By Monday, several GOP leaders, including Senators Marco Rubio, John Cornyn, Tom Cotton, and Lindsey Graham, defended incendiary remarks against America’s strongest allies.
“NATO countries that don’t spend enough on defense, like Germany, are already encouraging Russian aggression and President Trump is simply ringing the warning bell,” Cotton told The New York Times.

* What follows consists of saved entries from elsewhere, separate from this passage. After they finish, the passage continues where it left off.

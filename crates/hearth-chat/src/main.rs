//! Entry point for the Hearth Chat desktop app.

use std::path::PathBuf;

use anyhow::Context;
use dioxus::desktop::{Config, LogicalPosition, LogicalSize, WindowBuilder};
use hearth_chat::CHAT_CSS;
use hearth_chat::components::app::App;
use hearth_chat::state::HostConfig;
use hearth_logging::{HearthSubscriberBuilder, LogConfig, SessionContextGuard};
use hearth_ui::{SHEET_CSS, set_startup_theme};

fn main() -> anyhow::Result<()> {
    // HEARTH_LOG_DIR switches to rotating JSONL files
    let log_config = match std::env::var_os("HEARTH_LOG_DIR") {
        Some(dir) => LogConfig::production(PathBuf::from(dir)),
        None => LogConfig::development(),
    };
    let _log_guard = HearthSubscriberBuilder::new()
        .with_config(log_config)
        .with_level("hearth_chat=info,hearth_ui=debug")
        .try_init()
        .context("failed to initialize logging")?;

    let host = HostConfig::from_env().context("failed to load action sheet config")?;
    let _session = SessionContextGuard::new(host.user.id.as_str());

    // Set initial theme
    set_startup_theme(host.sheet.theme);

    let window_title = format!("Hearth Chat - {}", host.user.name);
    tracing::info!(
        reactions = host.sheet.supported_reactions.len(),
        theme = host.sheet.theme.css_value(),
        "Starting {}",
        window_title
    );

    // Optional window geometry for tiling several instances side by side
    let win_x = env_f64("HEARTH_WIN_X");
    let win_y = env_f64("HEARTH_WIN_Y");
    let win_w = env_f64("HEARTH_WIN_W");
    let win_h = env_f64("HEARTH_WIN_H");

    let mut wb = WindowBuilder::new()
        .with_title(&window_title)
        .with_maximized(false);

    if let (Some(w), Some(h)) = (win_w, win_h) {
        wb = wb.with_inner_size(LogicalSize::new(w, h));
    } else {
        wb = wb.with_inner_size(LogicalSize::new(420.0, 720.0));
    }

    if let (Some(x), Some(y)) = (win_x, win_y) {
        wb = wb.with_position(LogicalPosition::new(x, y));
    }

    dioxus::LaunchBuilder::desktop()
        .with_cfg(
            Config::new()
                .with_window(wb)
                .with_custom_head(format!(r#"<style>{SHEET_CSS}{CHAT_CSS}</style>"#)),
        )
        .with_context(host)
        .launch(App);

    Ok(())
}

fn env_f64(key: &str) -> Option<f64> {
    std::env::var(key).ok().and_then(|v| v.parse::<f64>().ok())
}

“Strength, not weakness, deters aggression. Russia invaded Ukraine twice under Barack Obama and Joe Biden, but not under Donald Trump,” he continued, seemingly ignoring the notoriously cushy—and sometimes subservient—relationship between Trump and Russian President Vladimir Putin.
Graham took the same stance, completely giving the bombastic former president the benefit of the doubt in a seemingly black and white scenario.
“Give me a break—I mean, it’s Trump,” Graham said. “All I can say is while Trump was president nobody invaded anybody. I think the point here is to, in his way, to get people to pay.”
Cornyn also brushed off the explosive comment, telling Politico that he doesn’t take Trump “literally.” Meanwhile, the Texas Republican uplifed comments by House Speaker Mike Johnson that the U.S. should not “allow Vladimir Putin to prevail in Ukraine because I don’t believe it would stop there. It would probably encourage and empower China to perhaps make a move on Taiwan.”
Representatives from NATO have slammed Trump’s remarks, condemning the presidential candidate for double-crossing the 31 member-state alliance by inviting violence from one of its largest and most vocal international adversaries.
“You can’t put enough adjectives on this to describe how treasonous such a comment is,” former NATO Supreme Commander Wesley Clark told CNN.
Trump has long aggressed America’s relationship with the international military alliance, baselessly asserting that other NATO members have failed to pay their dues, which are determined by guideline rather than mandate, and even though the United States has never been shortchanged by other members. The Cold War organization has “no ledger that maintains accounts of what countries pay and owe,” according to former Obama staffer Aaron O’Connell, who explained to NPR in 2018 that “NATO is not like a club with annual membership fees.”